Providence smiled on me allowing me to cross the Chinese border during the short window that it was open. According to an official I spoke to it would be closed for the following week, and it was closed for the previous week due to the National holidays. I was lucky enough to catch the four day window that this crossing was open.

The Chinese are super paranoid at the moment, as it’s the 60th anniversary off the birth modern China. From
what I can gather, in 1949 China began its cultural revolution and transformation into it’s current red star monster state with Mao at the helm. The government feels that now would be a perfect time for a terrorist attack from one of the many minorities that have been trampled on for the last 60years, specifically the Uighurs in Xinjiang province. though, given the ferocity with which they dealt with the recent riots in Urumqi, and the current military prescence in the province, its highly unlikely that anybody of sane mind and full control of their body would even fart upwind of a party cadre lest it be misconstrued as a dissident act.

RIght now I’m playing the visa game in Almaty. More about that in the next blog.

Update from Kyrgyzstan: Distance Since Greystones – 15,555km



Bishkek – Kyrgyzstan

Before reading this, you might want to read this previous update first.

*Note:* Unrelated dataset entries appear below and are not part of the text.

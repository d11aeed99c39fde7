//! Similarity Recommender
//!
//! Top-N retrieval over the precomputed similarity matrix: resolve the
//! product's row, rank every other product by score, keep the best N.

use rayon::prelude::*;
use serde::{Deserialize, Serialize};
use std::cmp::Ordering;
use std::collections::HashSet;
use std::sync::Arc;
use std::time::Duration;
use tracing::{debug, warn};

use super::history::purchase_sequence;
use super::metrics::PerformanceTimer;
use crate::catalog::{Catalog, Product};
use crate::error::{Error, Result};

/// A recommended product with its similarity to the query
#[derive(Debug, Clone, PartialEq, Serialize, Deserialize)]
pub struct ScoredProduct {
    pub product: Product,
    pub score: f32,
    /// 1-based position in the result list
    pub rank: usize,
}

/// Descending score, then ascending table index.
fn by_score_then_index(a: &(usize, f32), b: &(usize, f32)) -> Ordering {
    b.1.total_cmp(&a.1).then_with(|| a.0.cmp(&b.0))
}

/// Rank a matrix row, excluding `query`, and keep the `top_n` best
/// `(index, score)` pairs.
pub fn rank_row(row: &[f32], query: usize, top_n: usize) -> Vec<(usize, f32)> {
    rank_row_excluding(row, top_n, |j| j == query)
}

/// Like [`rank_row`], skipping every column for which `excluded` holds.
pub fn rank_row_excluding(
    row: &[f32],
    top_n: usize,
    excluded: impl Fn(usize) -> bool,
) -> Vec<(usize, f32)> {
    let mut pairs: Vec<(usize, f32)> = row
        .iter()
        .copied()
        .enumerate()
        .filter(|&(j, _)| !excluded(j))
        .collect();

    if top_n < pairs.len() {
        pairs.select_nth_unstable_by(top_n, by_score_then_index);
        pairs.truncate(top_n);
    }
    pairs.sort_unstable_by(by_score_then_index);
    pairs
}

/// Main recommendation engine
#[derive(Clone)]
pub struct Recommender {
    catalog: Arc<Catalog>,
    slow_query_threshold: Duration,
}

impl Recommender {
    pub fn new(catalog: Arc<Catalog>) -> Self {
        Self {
            catalog,
            slow_query_threshold: Duration::from_millis(50),
        }
    }

    pub fn with_slow_query_threshold(mut self, threshold: Duration) -> Self {
        self.slow_query_threshold = threshold;
        self
    }

    pub fn catalog(&self) -> &Catalog {
        &self.catalog
    }

    /// Products most similar to `product_id`, best first.
    ///
    /// Returns at most `top_n` items and never the query product itself.
    ///
    /// # Errors
    ///
    /// - [`Error::NotFound`] if no product has this id
    /// - [`Error::IndexOutOfRange`] if the product table and the matrix are
    ///   out of sync for this product
    pub fn recommend(&self, product_id: &str, top_n: usize) -> Result<Vec<ScoredProduct>> {
        let _timer = PerformanceTimer::with_threshold("recommend", self.slow_query_threshold);

        let catalog = &self.catalog;
        let position = catalog
            .product_position(product_id)
            .ok_or_else(|| Error::not_found("product", product_id))?;

        let matrix = catalog.matrix();
        let row = matrix.row(position).ok_or(Error::IndexOutOfRange {
            index: position,
            bound: matrix.dim(),
        })?;

        // Rows sharing the query's id are the same product.
        let ranked = rank_row_excluding(row, top_n, |j| {
            j == position || catalog.product_at(j).is_some_and(|p| p.id == product_id)
        });
        let mut results = Vec::with_capacity(ranked.len());
        for (rank, (index, score)) in ranked.into_iter().enumerate() {
            let product = catalog.product_at(index).ok_or(Error::IndexOutOfRange {
                index,
                bound: catalog.products().len(),
            })?;
            results.push(ScoredProduct {
                product: product.clone(),
                score,
                rank: rank + 1,
            });
        }

        debug!(
            "Recommended {} products for {} (requested {})",
            results.len(),
            product_id,
            top_n
        );
        Ok(results)
    }

    /// Suggestions for a customer built from their purchase history.
    ///
    /// Each purchased product contributes up to `per_product` similar
    /// products whose average rating is at least `min_rating`; unrated
    /// products are skipped. The merged list keeps the first occurrence of
    /// each product, follows purchase order, and never contains anything the
    /// customer already bought. Customers without purchases get an empty list.
    pub fn recommend_for_customer(
        &self,
        customer_id: &str,
        per_product: usize,
        min_rating: f32,
    ) -> Vec<ScoredProduct> {
        let _timer =
            PerformanceTimer::with_threshold("recommend_for_customer", self.slow_query_threshold);

        let purchased = purchase_sequence(&self.catalog, customer_id);
        if purchased.is_empty() {
            debug!("Customer {} has no purchases", customer_id);
            return Vec::new();
        }

        // Ordered collect keeps the merge deterministic.
        let per_purchase: Vec<Vec<ScoredProduct>> = purchased
            .par_iter()
            .map(|product_id| match self.recommend(product_id, per_product) {
                Ok(items) => items,
                Err(e) => {
                    warn!(
                        "Skipping purchased product {} for customer {}: {}",
                        product_id, customer_id, e
                    );
                    Vec::new()
                }
            })
            .collect();

        let owned: HashSet<&str> = purchased.iter().map(String::as_str).collect();
        let mut seen: HashSet<String> = HashSet::new();
        let mut merged = Vec::new();

        for item in per_purchase.into_iter().flatten() {
            // Unrated products never pass, whatever the threshold.
            if !item.product.avg_rating.is_some_and(|r| r >= min_rating) {
                continue;
            }
            if owned.contains(item.product.id.as_str()) {
                continue;
            }
            if !seen.insert(item.product.id.clone()) {
                continue;
            }
            merged.push(ScoredProduct {
                rank: merged.len() + 1,
                ..item
            });
        }

        debug!(
            "Merged {} suggestions for customer {} from {} purchases",
            merged.len(),
            customer_id,
            purchased.len()
        );
        merged
    }
}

As I write this update, the sun is shining but the air is cold and crisp. The leaves on the tree lined avenues of Bishkek are turning a soft golden colour, winter is definately on it’s way. China is now seems a distant memory, and Shanghai feel worlds away from Kyrgyzstan, it’s hard to believe we left there just 3 months, and 6000km ago.

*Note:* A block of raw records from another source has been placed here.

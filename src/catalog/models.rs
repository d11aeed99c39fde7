//! Row types for the three flat tables.
//!
//! Field aliases accept the column headers of the legacy export
//! (`ma_san_pham`, `ten_san_pham`, ...) alongside the English ones.

use serde::{Deserialize, Serialize};

/// A catalog product. Its position in the product table is its row and
/// column in the similarity matrix.
#[derive(Debug, Clone, PartialEq, Serialize, Deserialize)]
pub struct Product {
    #[serde(alias = "ma_san_pham", alias = "product_id")]
    pub id: String,
    #[serde(alias = "ten_san_pham")]
    pub name: String,
    #[serde(default, alias = "mo_ta")]
    pub description: String,
    #[serde(default, alias = "hinh_anh", alias = "image")]
    pub image_ref: String,
    #[serde(alias = "gia_ban")]
    pub price: f64,
    #[serde(default, alias = "diem_trung_binh")]
    pub avg_rating: Option<f32>,
}

#[derive(Debug, Clone, PartialEq, Eq, Serialize, Deserialize)]
pub struct Customer {
    #[serde(alias = "ma_khach_hang", alias = "customer_id")]
    pub id: String,
    #[serde(alias = "ho_ten")]
    pub name: String,
}

/// A single customer/product interaction. Every review is also a purchase.
#[derive(Debug, Clone, PartialEq, Eq, Serialize, Deserialize)]
pub struct Review {
    #[serde(alias = "ma_khach_hang")]
    pub customer_id: String,
    #[serde(alias = "ma_san_pham")]
    pub product_id: String,
    #[serde(alias = "so_sao")]
    pub stars: u8,
    #[serde(default, alias = "noi_dung_binh_luan")]
    pub comment: String,
    #[serde(default, alias = "ngay_binh_luan")]
    pub comment_date: String,
}

impl Review {
    pub const MIN_STARS: u8 = 1;
    pub const MAX_STARS: u8 = 5;

    pub fn has_valid_stars(&self) -> bool {
        (Self::MIN_STARS..=Self::MAX_STARS).contains(&self.stars)
    }
}

#[cfg(test)]
mod tests {
    use super::*;

    #[test]
    fn test_star_bounds() {
        let mut review = Review {
            customer_id: "c1".to_string(),
            product_id: "p1".to_string(),
            stars: 5,
            comment: String::new(),
            comment_date: String::new(),
        };
        assert!(review.has_valid_stars());
        review.stars = 0;
        assert!(!review.has_valid_stars());
        review.stars = 6;
        assert!(!review.has_valid_stars());
    }
}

We spent a week in Shanghai, waiting around for our first visa extension, and spent the time catching up on sleep, sampling the local food and to splash out we had a cocktail in the tallest building in the World. After getting reacquainted with our bikes after 6 weeks out of saddle, we ran the gauntlet of the chaotic Shanghai traffic, trying to avoid the colossal concrete overpasses and highways. We cycled for some 70km before getting out of the Shanghai metropolis and were led by a local to a deserted park in which to camp. We frequently had to pass through Shanghai’s satellite towns, each of around 5million inhabitants. On a cold and rainy day, we were meandering through the streets of one such town, when the sky gradually began to darken until it was pitch black. Eventually we stopped to don our headtorches, and only then did the penny drop, and we realised that it was the solar eclipse that everyone had been talking about.

While looking for directions to the town of Hefei, we asked a young Chinese chap and he pointed us in the right way, but 10 minutes later he caught up with us and said he’d show us to it, and spontneously cycled the day and a half ride on his rickety shopper bike.  While still with the chap, named Joe, we were invited to meet a group of Chinese school kids who were learning English, who giggled at our rather scruffy appearance. One day while casually chatting to a friendly Chinese girl, she told me bluntly that I “look terrible“, and event which both Fearghal and myself still chuckle about.  
Chinese Flag Bearer

On the road from Nanyang to Xi’an, we drank icy cool soft drinks with the locals, and swam alongside water buffalo and a few butt naked Chinese chappies, keeping our clothes on in order to clean off the built up sweat and grime. We climbed over beautiful lush green mountains and I nearly fell over with laughter when I was overaken by a guy with two goats lashed to the back of his motorbike.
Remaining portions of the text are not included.